= Asian American and Pacific Islander Policy Research Consortium =

Research organization focused on Asian American and Pacific Islander policy

The Asian American and Pacific Islander Policy Research Consortium (AAPIPRC) focuses on critical policy issues facing the Asian American and Pacific Islander communities. Conceived of as part of the White House Executive Order 13515 (2009) (Increasing Participation of Asian Americans and Pacific Islanders in Federal Programs) the consortium supports, promotes, and conducts applied social science and policy research. In addition, Professor Paul M. Ong proposed two courses of action for AAPIPRC, one which formalizes working relationships among university-based AAPI research institutions and the other which would include publishing the proceedings of the briefs to inform policy.

==Members==
The consortium comprises four university-based research centers:
- University of California, Los Angeles's Asian American Studies Center
- University of Massachusetts, Boston's Institute for Asian American Studies
- City University of New York's Asian American/Asian Research Institute
- University of California's Asian American and Pacific Islanders Policy Multi-campus Research Program.

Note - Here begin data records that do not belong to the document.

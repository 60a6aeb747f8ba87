//! Directory File Store
//!
//! One file per key inside a directory. Writes and deletes are queued to a
//! single background task and applied in submission order; reads and key
//! listings hit the file system directly.
//!
//! # Requirements
//! - Must be opened from within a tokio runtime

use std::io;
use std::path::{Path, PathBuf};

use tokio::fs;
use tokio::sync::{mpsc, oneshot};
use tracing::{debug, info, warn};

use crate::error::{CacheError, Result};
use crate::file_backed::FileStore;

/// Prefix of in-flight temporary files; never a valid key.
const PARTIAL_PREFIX: &str = ".";

enum Command {
    Write { path: PathBuf, data: Vec<u8> },
    Delete { path: PathBuf },
    DeleteAll,
    Flush(oneshot::Sender<()>),
}

// == Directory File Store ==
/// File store keeping each blob as a file named after its key.
#[derive(Debug)]
pub struct DirectoryFileStore {
    root: PathBuf,
    commands: mpsc::UnboundedSender<Command>,
}

impl DirectoryFileStore {
    // == Constructor ==
    /// Opens (creating if needed) the directory at `root` and starts its writer task.
    ///
    /// An existing directory is reused as is. An existing file that is not a
    /// directory is a `NotADirectory` error.
    pub async fn open(root: impl Into<PathBuf>) -> Result<Self> {
        let root = root.into();
        create_directory(&root).await?;

        let (commands, receiver) = mpsc::unbounded_channel();
        tokio::spawn(run_writer(root.clone(), receiver));

        info!("Directory file store opened at {}", root.display());
        Ok(Self { root, commands })
    }

    /// Directory holding one file per key.
    pub fn root(&self) -> &Path {
        &self.root
    }

    // == Flush ==
    /// Waits until every write and delete submitted before this call has been
    /// applied. Reads after `flush` observe those changes.
    pub async fn flush(&self) {
        let (done, finished) = oneshot::channel();
        if self.commands.send(Command::Flush(done)).is_ok() {
            let _ = finished.await;
        }
    }

    fn path_for(&self, key: &str) -> Option<PathBuf> {
        if key.is_empty() || key.starts_with(PARTIAL_PREFIX) || key.contains(['/', '\\']) {
            warn!("Refusing unusable file store key {:?}", key);
            return None;
        }
        Some(self.root.join(key))
    }

    fn submit(&self, command: Command) {
        if self.commands.send(command).is_err() {
            warn!(
                "Writer for {} has stopped, dropping operation",
                self.root.display()
            );
        }
    }
}

impl FileStore for DirectoryFileStore {
    fn keys(&self) -> Vec<String> {
        match list_files(&self.root) {
            Ok(keys) => keys,
            Err(err) => {
                warn!(
                    "Could not read contents of directory {}: {}",
                    self.root.display(),
                    err
                );
                Vec::new()
            }
        }
    }

    fn archive(&self, data: Vec<u8>, key: &str) {
        if let Some(path) = self.path_for(key) {
            self.submit(Command::Write { path, data });
        }
    }

    fn data(&self, key: &str) -> Option<Vec<u8>> {
        let path = self.path_for(key)?;
        match std::fs::read(&path) {
            Ok(data) => Some(data),
            Err(err) if err.kind() == io::ErrorKind::NotFound => None,
            Err(err) => {
                warn!("Could not read data from {}: {}", path.display(), err);
                None
            }
        }
    }

    fn delete(&self, key: &str) {
        if let Some(path) = self.path_for(key) {
            self.submit(Command::Delete { path });
        }
    }

    fn delete_all(&self) {
        self.submit(Command::DeleteAll);
    }
}

// == Directory Creation ==
/// Creates `path` with its parents. An existing directory is success.
pub(crate) async fn create_directory(path: &Path) -> Result<()> {
    match fs::metadata(path).await {
        Ok(metadata) if metadata.is_dir() => Ok(()),
        Ok(_) => Err(CacheError::NotADirectory(path.to_path_buf())),
        Err(err) if err.kind() == io::ErrorKind::NotFound => {
            fs::create_dir_all(path).await?;
            Ok(())
        }
        Err(err) => Err(err.into()),
    }
}

fn list_files(root: &Path) -> io::Result<Vec<String>> {
    let mut keys = Vec::new();
    for entry in std::fs::read_dir(root)? {
        let entry = entry?;
        if !entry.file_type()?.is_file() {
            continue;
        }
        if let Ok(name) = entry.file_name().into_string() {
            if !name.starts_with(PARTIAL_PREFIX) {
                keys.push(name);
            }
        }
    }
    Ok(keys)
}

// == Writer Task ==
async fn run_writer(root: PathBuf, mut commands: mpsc::UnboundedReceiver<Command>) {
    while let Some(command) = commands.recv().await {
        let result = match command {
            Command::Write { path, data } => write_file(&path, data).await,
            Command::Delete { path } => delete_file(&path).await,
            Command::DeleteAll => delete_all_files(&root).await,
            Command::Flush(done) => {
                let _ = done.send(());
                Ok(())
            }
        };

        if let Err(err) = result {
            warn!("File store operation in {} failed: {}", root.display(), err);
        }
    }
    debug!("Writer for {} stopped", root.display());
}

/// Writes to a hidden sibling first so readers never see a partial file.
async fn write_file(path: &Path, data: Vec<u8>) -> Result<()> {
    let file_name = path
        .file_name()
        .map(|name| name.to_string_lossy().into_owned())
        .unwrap_or_default();
    let partial = path.with_file_name(format!("{}{}.partial", PARTIAL_PREFIX, file_name));

    fs::write(&partial, data).await?;
    fs::rename(&partial, path).await?;
    Ok(())
}

async fn delete_file(path: &Path) -> Result<()> {
    match fs::remove_file(path).await {
        Ok(()) => Ok(()),
        Err(err) if err.kind() == io::ErrorKind::NotFound => {
            Err(CacheError::FileDoesNotExist(path.to_path_buf()))
        }
        Err(err) => Err(err.into()),
    }
}

async fn delete_all_files(root: &Path) -> Result<()> {
    let mut entries = match fs::read_dir(root).await {
        Ok(entries) => entries,
        Err(err) if err.kind() == io::ErrorKind::NotFound => {
            return Err(CacheError::FileDoesNotExist(root.to_path_buf()));
        }
        Err(err) => return Err(err.into()),
    };

    let mut removed = 0usize;
    while let Some(entry) = entries.next_entry().await? {
        if entry.file_type().await?.is_dir() {
            fs::remove_dir_all(entry.path()).await?;
        } else {
            fs::remove_file(entry.path()).await?;
        }
        removed += 1;
    }
    debug!("Removed {} entries from {}", removed, root.display());
    Ok(())
}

==Conferences and advocacy work==
Since its creation, AAPIPRC has sponsored annual conferences focused on connecting national, state and local agencies to AAPI policy and research. Hosted by the National Education Association in Washington D.C., the 2012 conference focused on "Expanding the Asian American and Pacific Islander Voice in National Policy." The 2013 conference focused on the use of survey and other research methodology to inform AAPI policy.

In addition to the conferences, AAPIPRC issued press releases to the Pew Research Center and Governing Board of the Pew Research Center in response Pew Research Center's report "The Rise of Asian Americans" and sensationalist headlines of the report that caused concerns among the AAPI academic community due to its misrepresentations of AAPI success.